CHRISTIAN BULTING, VIEUX BLUESMEN, Gros Textes, 8 €.

La métaphore musicale du titre est une première entrée: le poète veut capter « cette modulation de l’existence dans le son ».

D’une manière plus radicale, comme biologique, l’on perçoit une rhétorique pulsatile, un allant, une allégresse qui se reconnaissent parents de Rabelais, mais aussi de Chaissac et de Dubuffet, frères de création et de poésie, modernes Arcimboldos.

Chaque poème, long d’une page sans césure, se déroule comme une auto-analyse accélérée, inspirée tantôt par l’humour et la tendresse, tantôt par l’autodérision, voire par une âpre amertume.
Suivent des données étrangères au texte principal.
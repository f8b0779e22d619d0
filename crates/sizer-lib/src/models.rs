//! Core data models for the sizing engine

use serde::{Deserialize, Serialize};
use std::collections::BTreeMap;
use std::fmt;

/// Deployment environments a workload can be sized for.
///
/// Ordering matters: environments sort from least to most critical, and
/// shared-cluster sizing labels its result with the highest enabled one.
#[derive(
    Debug, Clone, Copy, PartialEq, Eq, PartialOrd, Ord, Hash, Serialize, Deserialize,
)]
#[serde(rename_all = "lowercase")]
pub enum Environment {
    Dev,
    Test,
    Staging,
    Prod,
}

impl Environment {
    /// Whether prod-class sizing policy (replicas, headroom, overcommit) applies
    pub fn is_prod(&self) -> bool {
        matches!(self, Environment::Prod)
    }

    pub fn as_str(&self) -> &'static str {
        match self {
            Environment::Dev => "dev",
            Environment::Test => "test",
            Environment::Staging => "staging",
            Environment::Prod => "prod",
        }
    }
}

impl fmt::Display for Environment {
    fn fmt(&self, f: &mut fmt::Formatter<'_>) -> fmt::Result {
        f.write_str(self.as_str())
    }
}

/// Fixed per-node hardware spec for one node role
#[derive(Debug, Clone, Copy, Default, PartialEq, Serialize, Deserialize)]
pub struct NodeSpec {
    pub cpu: f64,
    pub ram_gb: f64,
    pub disk_gb: f64,
}

impl NodeSpec {
    pub const fn new(cpu: f64, ram_gb: f64, disk_gb: f64) -> Self {
        Self {
            cpu,
            ram_gb,
            disk_gb,
        }
    }
}

/// Per-distribution node specs and capability flags.
///
/// Managed roles carry zero specs (the provider hosts them); the engine
/// never provisions nodes for a role whose capability flag is off.
#[derive(Debug, Clone, Serialize, Deserialize)]
pub struct ResourceProfile {
    pub has_managed_control_plane: bool,
    pub has_infra_nodes: bool,
    pub prod_control_plane: NodeSpec,
    pub non_prod_control_plane: NodeSpec,
    pub prod_worker: NodeSpec,
    pub non_prod_worker: NodeSpec,
    pub prod_infra: NodeSpec,
    pub non_prod_infra: NodeSpec,
}

impl ResourceProfile {
    pub fn control_plane_spec(&self, is_prod: bool) -> NodeSpec {
        if is_prod {
            self.prod_control_plane
        } else {
            self.non_prod_control_plane
        }
    }

    pub fn worker_spec(&self, is_prod: bool) -> NodeSpec {
        if is_prod {
            self.prod_worker
        } else {
            self.non_prod_worker
        }
    }

    pub fn infra_spec(&self, is_prod: bool) -> NodeSpec {
        if is_prod {
            self.prod_infra
        } else {
            self.non_prod_infra
        }
    }
}

/// Application counts per size tier for one environment
#[derive(Debug, Clone, Copy, Default, PartialEq, Eq, Serialize, Deserialize)]
pub struct AppConfig {
    #[serde(default)]
    pub small: u32,
    #[serde(default)]
    pub medium: u32,
    #[serde(default)]
    pub large: u32,
    #[serde(default)]
    pub xlarge: u32,
}

impl AppConfig {
    pub fn total(&self) -> u32 {
        self.small + self.medium + self.large + self.xlarge
    }

    /// Combine two app mixes (used for shared-cluster sizing)
    pub fn merged(&self, other: &AppConfig) -> AppConfig {
        AppConfig {
            small: self.small + other.small,
            medium: self.medium + other.medium,
            large: self.large + other.large,
            xlarge: self.xlarge + other.xlarge,
        }
    }
}

/// Per-instance CPU/RAM demand for one application size tier
#[derive(Debug, Clone, Copy, Default, PartialEq, Serialize, Deserialize)]
pub struct TierDemand {
    pub cpu: f64,
    pub ram_gb: f64,
}

impl TierDemand {
    pub const fn new(cpu: f64, ram_gb: f64) -> Self {
        Self { cpu, ram_gb }
    }
}

/// Per-technology demand-per-instance table, one entry per size tier
#[derive(Debug, Clone, Copy, Default, Serialize, Deserialize)]
pub struct TechnologyTierProfile {
    pub small: TierDemand,
    pub medium: TierDemand,
    pub large: TierDemand,
    pub xlarge: TierDemand,
}

impl TechnologyTierProfile {
    /// A profile with no demand in any tier cannot drive sizing
    pub fn is_empty(&self) -> bool {
        [self.small, self.medium, self.large, self.xlarge]
            .iter()
            .all(|t| t.cpu <= 0.0 && t.ram_gb <= 0.0)
    }
}

/// Ratio by which raw demand is divided before sizing workers
#[derive(Debug, Clone, Copy, PartialEq, Serialize, Deserialize)]
pub struct OvercommitSettings {
    pub cpu: f64,
    pub memory: f64,
}

impl Default for OvercommitSettings {
    fn default() -> Self {
        // Memory is not overcommitted by default; CPU modestly is.
        Self {
            cpu: 2.0,
            memory: 1.0,
        }
    }
}

/// Spare-capacity percentage added to demand before sizing
#[derive(Debug, Clone, Copy, PartialEq, Serialize, Deserialize)]
pub struct HeadroomSettings {
    pub prod_percent: f64,
    pub non_prod_percent: f64,
}

impl Default for HeadroomSettings {
    fn default() -> Self {
        Self {
            prod_percent: 30.0,
            non_prod_percent: 20.0,
        }
    }
}

impl HeadroomSettings {
    pub fn percent(&self, is_prod: bool) -> f64 {
        if is_prod {
            self.prod_percent
        } else {
            self.non_prod_percent
        }
    }
}

/// Default replica multiplier applied to application instance counts
#[derive(Debug, Clone, Copy, PartialEq, Eq, Serialize, Deserialize)]
pub struct ReplicaSettings {
    pub prod: u32,
    pub non_prod: u32,
}

impl Default for ReplicaSettings {
    fn default() -> Self {
        Self {
            prod: 3,
            non_prod: 1,
        }
    }
}

impl ReplicaSettings {
    pub fn factor(&self, is_prod: bool) -> u32 {
        if is_prod {
            self.prod
        } else {
            self.non_prod
        }
    }
}

/// Requested control-plane high-availability mode
#[derive(Debug, Clone, Copy, PartialEq, Eq, Serialize, Deserialize)]
#[serde(rename_all = "snake_case")]
pub enum ControlPlaneHa {
    /// Provider-hosted control plane (only honored if the distribution supports it)
    Managed,
    /// Single control-plane node, no HA
    Single,
    /// HA control plane with etcd co-located on the masters
    StackedHa,
    /// HA control plane backed by a dedicated etcd cluster
    ExternalEtcd,
}

/// How nodes are spread across failure domains
#[derive(Debug, Clone, Copy, PartialEq, Eq, Serialize, Deserialize)]
#[serde(rename_all = "snake_case")]
pub enum NodeDistribution {
    SingleAz,
    DualAz,
    MultiAz,
    MultiRegion,
}

/// Disaster-recovery standby strategy
#[derive(Debug, Clone, Copy, PartialEq, Eq, Serialize, Deserialize)]
#[serde(rename_all = "snake_case")]
pub enum DrPattern {
    None,
    BackupRestore,
    WarmStandby,
    HotStandby,
    ActiveActive,
}

/// HA and DR requirements for one environment.
///
/// `control_plane_nodes` is only meaningful for `StackedHa`/`ExternalEtcd`;
/// `availability_zones` only constrains placement when the distribution is
/// not `SingleAz`.
#[derive(Debug, Clone, Copy, PartialEq, Serialize, Deserialize)]
pub struct HadrConfig {
    pub control_plane_ha: ControlPlaneHa,
    #[serde(default = "default_control_plane_nodes")]
    pub control_plane_nodes: u32,
    pub node_distribution: NodeDistribution,
    #[serde(default = "default_availability_zones")]
    pub availability_zones: u32,
    pub dr_pattern: DrPattern,
}

fn default_control_plane_nodes() -> u32 {
    3
}

fn default_availability_zones() -> u32 {
    3
}

impl Default for HadrConfig {
    fn default() -> Self {
        Self {
            control_plane_ha: ControlPlaneHa::StackedHa,
            control_plane_nodes: 3,
            node_distribution: NodeDistribution::MultiAz,
            availability_zones: 3,
            dr_pattern: DrPattern::None,
        }
    }
}

/// How enabled environments map onto clusters
#[derive(Debug, Clone, Copy, PartialEq, Eq, Serialize, Deserialize)]
#[serde(tag = "mode", rename_all = "snake_case")]
pub enum ClusterMode {
    /// One independent cluster per enabled environment
    MultiCluster,
    /// One cluster carrying the union of all enabled environments' apps
    SharedCluster,
    /// Size exactly one selected environment
    PerEnvironment { environment: Environment },
}

impl Default for ClusterMode {
    fn default() -> Self {
        ClusterMode::MultiCluster
    }
}

/// Full input to a sizing calculation
#[derive(Debug, Clone, PartialEq, Serialize, Deserialize)]
pub struct K8sSizingInput {
    pub distribution: String,
    pub technology: String,
    #[serde(default)]
    pub cluster_mode: ClusterMode,
    /// Enabled environments and their application mixes
    pub environments: BTreeMap<Environment, AppConfig>,
    #[serde(default)]
    pub headroom: HeadroomSettings,
    #[serde(default)]
    pub replicas: ReplicaSettings,
    #[serde(default)]
    pub prod_overcommit: OvercommitSettings,
    #[serde(default)]
    pub non_prod_overcommit: OvercommitSettings,
    /// Default HA/DR requirements; absent means size-based defaults apply
    #[serde(default)]
    pub hadr: Option<HadrConfig>,
    /// Per-environment HA/DR overrides, taking precedence over `hadr`
    #[serde(default)]
    pub hadr_overrides: BTreeMap<Environment, HadrConfig>,
}

impl K8sSizingInput {
    /// Resolve the effective HA/DR config for an environment: override first,
    /// then the default, then none.
    pub fn effective_hadr(&self, env: Environment) -> Option<&HadrConfig> {
        self.hadr_overrides.get(&env).or(self.hadr.as_ref())
    }
}

/// Sizing outcome for a single environment (or the shared cluster)
#[derive(Debug, Clone, PartialEq, Serialize, Deserialize)]
pub struct EnvironmentResult {
    pub environment: Environment,
    pub masters: u32,
    pub etcd_nodes: u32,
    pub infra: u32,
    pub workers: u32,
    pub dr_nodes: u32,
    pub dr_cost_multiplier: f64,
    pub availability_zones: u32,
    pub total_cpu: f64,
    pub total_ram_gb: f64,
    pub total_disk_gb: f64,
    /// Primary nodes plus DR standby nodes
    pub total_nodes: u32,
}

/// Aggregate across all environment results
#[derive(Debug, Clone, Default, PartialEq, Serialize, Deserialize)]
pub struct GrandTotal {
    pub masters: u32,
    pub etcd_nodes: u32,
    pub infra: u32,
    /// Summed worker count, consumed by downstream cost estimators
    pub total_workers: u32,
    pub dr_nodes: u32,
    pub total_cpu: f64,
    pub total_ram_gb: f64,
    pub total_disk_gb: f64,
    pub total_nodes: u32,
}

impl GrandTotal {
    pub fn accumulate(&mut self, env: &EnvironmentResult) {
        self.masters += env.masters;
        self.etcd_nodes += env.etcd_nodes;
        self.infra += env.infra;
        self.total_workers += env.workers;
        self.dr_nodes += env.dr_nodes;
        self.total_cpu += env.total_cpu;
        self.total_ram_gb += env.total_ram_gb;
        self.total_disk_gb += env.total_disk_gb;
        self.total_nodes += env.total_nodes;
    }
}

/// Full output of a sizing calculation
#[derive(Debug, Clone, PartialEq, Serialize, Deserialize)]
pub struct K8sSizingResult {
    pub distribution: String,
    pub technology: String,
    pub cluster_mode: ClusterMode,
    pub environments: Vec<EnvironmentResult>,
    pub total: GrandTotal,
}
impl PoolShared {
    fn is_closed(&self) -> bool {
        self.shutdown
            .is_cancelled()
    }

    fn pop_idle(&self) -> Option<Transport> {
        self.idle
            .lock()
            .pop_front()
    }

    async fn create(&self, permit: OwnedSemaphorePermit) -> EslResult<Transport> {
        let slot = Slot::new(permit, Arc::clone(&self.open));
        let mut transport = Transport::connect(Arc::clone(&self.config)).await?;
        transport.attach_slot(slot);
        debug!(
            "[POOL] Created transport {} (open={})",
            transport.id(),
            self.open
                .load(Ordering::Acquire)
        );
        Ok(transport)
    }

    async fn discard(&self, transport: Transport, reason: &str) {
        debug!("[POOL] Discarding transport {}: {}", transport.id(), reason);
        transport
            .close()
            .await;
    }

    async fn warm_up(&self) {
        let target = self
            .config
            .warm_up
            .min(
                self.config
                    .max_idle,
            );
        for _ in 0..target {
            let Ok(permit) = Arc::clone(&self.slots).try_acquire_owned() else {
                break;
            };
            match self
                .create(permit)
                .await
            {
                Ok(transport) => self
                    .idle
                    .lock()
                    .push_back(transport),
                Err(e) => warn!("[POOL] Warm-up connection failed: {}", e),
            }
        }
        debug!(
            "[POOL] Warm-up finished with {} idle transports",
            self.idle
                .lock()
                .len()
        );
    }

    async fn acquire(&self) -> EslResult<Transport> {
        let mut waiting: Option<WaitGuard<'_>> = None;

        loop {
            if self.is_closed() {
                return Err(EslError::PoolClosed);
            }

            // registered before the idle check so a put in between still wakes us
            let returned = self
                .returned
                .notified();
            tokio::pin!(returned);
            returned
                .as_mut()
                .enable();

            if let Some(transport) = self.pop_idle() {
                if transport
                    .is_valid()
                    .await
                {
                    trace!("[POOL] Reusing idle transport {}", transport.id());
                    return Ok(transport);
                }
                self.discard(transport, "failed liveness probe")
                    .await;
            }

            if let Ok(permit) = Arc::clone(&self.slots).try_acquire_owned() {
                return self
                    .create(permit)
                    .await;
            }

            if waiting.is_none() {
                trace!("[POOL] No transport available, waiting");
                waiting = Some(WaitGuard::start(self));
            }

            tokio::select! {
                biased;
                _ = self.shutdown.cancelled() => return Err(EslError::PoolClosed),
                permit = Arc::clone(&self.slots).acquire_owned() => {
                    let Ok(permit) = permit else {
                        return Err(EslError::PoolClosed);
                    };
                    return self.create(permit).await;
                }
                _ = &mut returned => {}
            }
        }
    }

    /// Put survivors of a scan back, oldest first. Returns what did not fit.
    fn restore(&self, survivors: Vec<Transport>) -> Vec<Transport> {
        let mut idle = self
            .idle
            .lock();
        if self.is_closed() {
            return survivors;
        }

        for transport in survivors
            .into_iter()
            .rev()
        {
            idle.push_front(transport);
        }

        let mut overflow = Vec::new();
        while idle.len()
            > self
                .config
                .max_idle
        {
            if let Some(transport) = idle.pop_back() {
                overflow.push(transport);
            }
        }
        overflow
    }

    /// Snapshot the idle set, drop expired (and, with `probe`, dead)
    /// entries, then restore the rest. Returns how many were discarded.
    ///
    /// The idle set looks empty while the scan runs; transports put back in
    /// the meantime stay and are merged with the survivors.
    async fn scan(&self, probe: bool) -> usize {
        let snapshot: Vec<Transport> = self
            .idle
            .lock()
            .drain(..)
            .collect();
        if snapshot.is_empty() {
            return 0;
        }

        let idle_timeout = self
            .config
            .idle_timeout;
        let mut survivors = Vec::with_capacity(snapshot.len());
        let mut discarded = 0;

        for transport in snapshot {
            if transport.idle_for() > idle_timeout {
                self.discard(transport, "idle timeout exceeded")
                    .await;
                discarded += 1;
            } else if probe
                && !transport
                    .is_valid()
                    .await
            {
                self.discard(transport, "failed health check")
                    .await;
                discarded += 1;
            } else {
                survivors.push(transport);
            }
        }

        let restored = survivors.len();
        for transport in self.restore(survivors) {
            self.discard(transport, "idle set full")
                .await;
            discarded += 1;
        }
        if restored > 0 {
            self.returned
                .notify_waiters();
        }
        discarded
    }
}

fn spawn_scan_loop(
    shared: Arc<PoolShared>,
    name: &'static str,
    period: Duration,
    probe: bool,
) -> JoinHandle<()> {
    tokio::spawn(async move {
        let mut ticker = interval_at(tokio::time::Instant::now() + period, period);
        ticker.set_missed_tick_behavior(MissedTickBehavior::Delay);

        loop {
            tokio::select! {
                biased;
                _ = shared.shutdown.cancelled() => break,
                _ = ticker.tick() => {}
            }

            // a cancelled scan drops its snapshot, which closes those sockets
            tokio::select! {
                biased;
                _ = shared.shutdown.cancelled() => break,
                discarded = shared.scan(probe) => {
                    if discarded > 0 {
                        debug!("[POOL] {} discarded {} idle transports", name, discarded);
                    }
                }
            }
        }
        debug!("[POOL] {} loop stopped", name);
    })
}

/// A bounded set of authenticated transports to one FreeSWITCH node.
///
/// At most `max_open` transports exist at any time, idle or checked out.
/// Callers borrow with [`get`](Self::get) and return with [`put`](Self::put);
/// a transport that is dropped instead of returned releases its capacity.
///
/// ```no_run
/// # async fn example() -> Result<(), freeswitch_esl_pool::EslError> {
/// use freeswitch_esl_pool::{Pool, PoolConfig};
///
/// let pool = Pool::new(PoolConfig::new("127.0.0.1", 8021)).await?;
/// let transport = pool.get().await?;
/// transport.write_frame(b"api status").await?;
/// let reply = transport.read_frame().await?;
/// pool.put(transport).await;
/// # drop(reply);
/// pool.close().await;
/// # Ok(())
/// # }
/// ```
pub struct Pool {
    shared: Arc<PoolShared>,
    tasks: Mutex<Vec<JoinHandle<()>>>,
}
Souvent, de claires affirmations résonnent:

« L’amour pour seule morale j’ignore les autres
Celles de la peur de la convenance du déni
De soi de ce qui en soi vit vibre vibrionne ».

Les mots se pressent, qu’ils soient la sténographie des actions d’une journée, qu’ils entraînent dans leur sillage le monde et « nos existences vécues inventées écrites publiées », qu’ils captent l’engendrement du son et de l’image.

Le poète devient « une plaque sensible en éveil », se livre à la truculence, multiplie les arborescences de la phrase qui s’ouvrent un espace d’action et de découverte.

Le blues est la voix née du drame de vivre et qui veut aussitôt se transcrire sur le

«noir vinyle vierge de toute poussière ».

La pâte de ces poèmes est d’abord humaine: célébration de la femme, adresse aux « frères lumineux/ de mon île au centre du monde du septième ciel/ de l’amour », hommage au père d’une seule traite d’émotion. La vie court de l’enfance à l’au-delà dans une sorte d’effusion métaphysique.

Cette écriture est le chant, vital et triste, collectif et intime, par lequel l’existence se compare à ce qu’elle fut, déplore et célèbre, heureuse de pouvoir dégager, au bout du creusement, un noyau d’amour:

« la géante rouge qui roule dans le temps
lointain à nos yeux d’habitants de ce vaisseau
bleu où il fait bon vivre par une belle journée
avec au cœur l’ardeur de cette alliance ».